EXERCISE DIRECTIONS
All that is wanted is how many lines in the records below include the string "other".

Saved entries:

---

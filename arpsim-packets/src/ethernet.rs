use crate::*;
use std::borrow::Cow;
use std::convert::TryFrom;
use std::convert::TryInto;

/// Minimum length of an Ethernet frame on the wire, FCS excluded. Shorter
/// frames are zero-padded up to this length before transmission.
pub const MIN_FRAME_LEN: usize = 60;

#[derive(Clone, Debug)]
pub struct EthernetFrame {
    pub data: PacketData,
    pub layer2_offset: usize,
    pub payload_offset: usize,
}

impl Packet for EthernetFrame {}

impl EthernetFrame {
    pub fn from_buffer(
        frame: PacketData,
        layer2_offset: usize,
    ) -> Result<EthernetFrame, &'static str> {
        // Ethernet II frames must be at least the header, which is 14bytes
        // 0                    6                    12                      14
        // |---6 byte Dest_MAC--|---6 byte Src_MAC---|--2 Byte EtherType---|
        // We could support other formats for the frames, but ARP sits atop Ethernet II

        if frame.len() < layer2_offset + 14 {
            return Err("Frame is less than the minimum of 14 bytes");
        }

        Ok(EthernetFrame {
            data: frame,
            layer2_offset,
            payload_offset: 14 + layer2_offset, // To support 802.1Q VLAN Tagging, this number may be different.
        })
    }

    /// Returns an empty EthernetFrame where all values all populated to zero. This function allocates a
    /// new array to hold the header.
    pub fn empty() -> EthernetFrame {
        let mut data = vec![];
        data.resize(14, 0);
        EthernetFrame::from_buffer(data, 0).unwrap()
    }

    pub fn dest_mac(&self) -> MacAddr {
        let start = self.layer2_offset;
        let bytes = <[u8; 6]>::try_from(&self.data[start..start + 6]).unwrap();
        MacAddr::new(bytes)
    }

    pub fn src_mac(&self) -> MacAddr {
        let start = self.layer2_offset + 6;
        let bytes = <[u8; 6]>::try_from(&self.data[start..start + 6]).unwrap();
        MacAddr::new(bytes)
    }

    pub fn set_dest_mac(&mut self, mac: MacAddr) {
        let start = self.layer2_offset;
        self.data[start..start + 6].copy_from_slice(&mac.bytes[..6]);
    }

    pub fn set_src_mac(&mut self, mac: MacAddr) {
        let start = self.layer2_offset + 6;
        self.data[start..start + 6].copy_from_slice(&mac.bytes[..6]);
    }

    pub fn ether_type(&self) -> u16 {
        let start = self.layer2_offset + 12;
        u16::from_be_bytes(self.data[start..start + 2].try_into().unwrap())
    }

    pub fn set_ether_type(&mut self, ether_type: u16) {
        let start = self.layer2_offset + 12;
        self.data[start..start + 2].copy_from_slice(&ether_type.to_be_bytes());
    }

    // This gives you a cow of a slice of the payload.
    pub fn payload(&self) -> Cow<[u8]> {
        Cow::from(&self.data[self.payload_offset..])
    }

    pub fn set_payload(&mut self, payload: &[u8]) {
        let payload_len = payload.len() as u16;
        self.data.truncate(self.payload_offset);
        self.data.reserve_exact(payload_len as usize);
        self.data.extend(payload);
    }

    /// Zero-pads the frame out to the wire minimum of 60 bytes. Frames that
    /// are already long enough are left alone.
    pub fn pad_to_minimum(&mut self) {
        let wire_len = self.data.len() - self.layer2_offset;
        if wire_len < MIN_FRAME_LEN {
            self.data.resize(self.data.len() + (MIN_FRAME_LEN - wire_len), 0);
        }
    }
}

/// EthernetFrames are considered the same if they have the same data from the layer 2
/// header and onward. This function does not consider the data before the start of the
/// Ethernet header
impl PartialEq for EthernetFrame {
    fn eq(&self, other: &Self) -> bool {
        self.data[self.layer2_offset..] == other.data[other.layer2_offset..]
    }
}

impl Eq for EthernetFrame {}
use crate::component::{Component, LookupReply};
use crate::config::InterfaceConfig;
use arpsim_packets::MacAddr;
use std::net::Ipv4Addr;

/// The single remembered table resolution. Broadcast, local and multicast answers are
/// computed, not stored, so one entry is all the cache keeps.
#[derive(Clone, Copy, Debug, PartialEq, Eq)]
pub struct CacheEntry {
    pub ip: Ipv4Addr,
    pub mac: MacAddr,
}

#[derive(Clone, Debug, Default)]
pub struct CacheInputs {
    /// Address the client wants resolved.
    pub request: Option<Ipv4Addr>,
    /// Client readiness for the answer.
    pub answer_ready: bool,
    /// The table accepted the query on offer this tick.
    pub query_taken: bool,
    /// The table delivered its reply this tick.
    pub reply: Option<LookupReply>,
}

#[derive(Clone, Debug, Default)]
pub struct CacheOutputs {
    pub request_taken: bool,
    /// The completed resolution, on the tick the client takes it.
    pub answer: Option<LookupReply>,
}

enum CacheState {
    Idle,
    /// Query on offer to the table, not yet accepted.
    Querying(Ipv4Addr),
    /// Query accepted; waiting on the table's reply.
    AwaitingReply(Ipv4Addr),
}

/// The fast path in front of the table.
///
/// One lookup is in flight end to end. On the acceptance tick the cache answers directly
/// when a rule applies, in priority order: the all-ones broadcast address maps to the
/// broadcast MAC, the configured local address to the local MAC, any multicast address to
/// its derived group MAC, and the single cached entry to its remembered MAC. Everything
/// else goes to the table, and a found reply becomes the new cached entry on its way
/// through. A not-found reply is relayed with the MAC zeroed and caches nothing.
pub struct ArpCache {
    config: InterfaceConfig,
    entry: Option<CacheEntry>,
    state: CacheState,
    answer_out: Option<LookupReply>,
}

impl ArpCache {
    pub fn new(config: InterfaceConfig) -> Self {
        ArpCache {
            config,
            entry: None,
            state: CacheState::Idle,
            answer_out: None,
        }
    }

    /// The query the cache wants the table to serve, while one is on offer.
    pub fn query_offer(&self) -> Option<Ipv4Addr> {
        match self.state {
            CacheState::Querying(ip) => Some(ip),
            _ => None,
        }
    }

    /// True while the cache waits on a table reply; doubles as its ready toward the table.
    pub fn awaiting_reply(&self) -> bool {
        match self.state {
            CacheState::AwaitingReply(_) => true,
            _ => false,
        }
    }

    /// True when a new lookup would be accepted on the next step.
    pub fn request_ready(&self) -> bool {
        match self.state {
            CacheState::Idle => self.answer_out.is_none(),
            _ => false,
        }
    }

    fn rule_answer(&self, ip: Ipv4Addr) -> Option<MacAddr> {
        if ip == Ipv4Addr::BROADCAST {
            return Some(MacAddr::BROADCAST);
        }
        if ip == self.config.ip_addr {
            return Some(self.config.mac_addr);
        }
        if ip.is_multicast() {
            return Some(MacAddr::ipv4_multicast(ip));
        }
        match self.entry {
            Some(entry) if entry.ip == ip => Some(entry.mac),
            _ => None,
        }
    }
}

impl Component for ArpCache {
    type Inputs = CacheInputs;
    type Outputs = CacheOutputs;

    fn step(&mut self, inputs: CacheInputs) -> CacheOutputs {
        let mut outputs = CacheOutputs::default();
        let idle = self.request_ready();

        // A held answer leaves as soon as the client is ready for it.
        if inputs.answer_ready {
            outputs.answer = self.answer_out.take();
        }

        // Table-side progress.
        match self.state {
            CacheState::Idle => {}
            CacheState::Querying(ip) => {
                if inputs.query_taken {
                    self.state = CacheState::AwaitingReply(ip);
                }
            }
            CacheState::AwaitingReply(ip) => {
                if let Some(reply) = inputs.reply {
                    if reply.found {
                        self.entry = Some(CacheEntry { ip, mac: reply.mac });
                        self.answer_out = Some(reply);
                    } else {
                        // A miss is relayed with the slot's leftover MAC scrubbed.
                        self.answer_out = Some(LookupReply {
                            mac: MacAddr::ZERO,
                            found: false,
                        });
                    }
                    self.state = CacheState::Idle;
                }
            }
        }

        // New lookups are taken only from a tick that began fully idle.
        if idle {
            if let Some(ip) = inputs.request {
                outputs.request_taken = true;
                match self.rule_answer(ip) {
                    Some(mac) => {
                        let answer = LookupReply { mac, found: true };
                        if inputs.answer_ready {
                            outputs.answer = Some(answer);
                        } else {
                            self.answer_out = Some(answer);
                        }
                    }
                    None => self.state = CacheState::Querying(ip),
                }
            }
        }

        outputs
    }

    fn reset(&mut self) {
        self.entry = None;
        self.state = CacheState::Idle;
        self.answer_out = None;
    }
}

---

TASK RESPONSE
3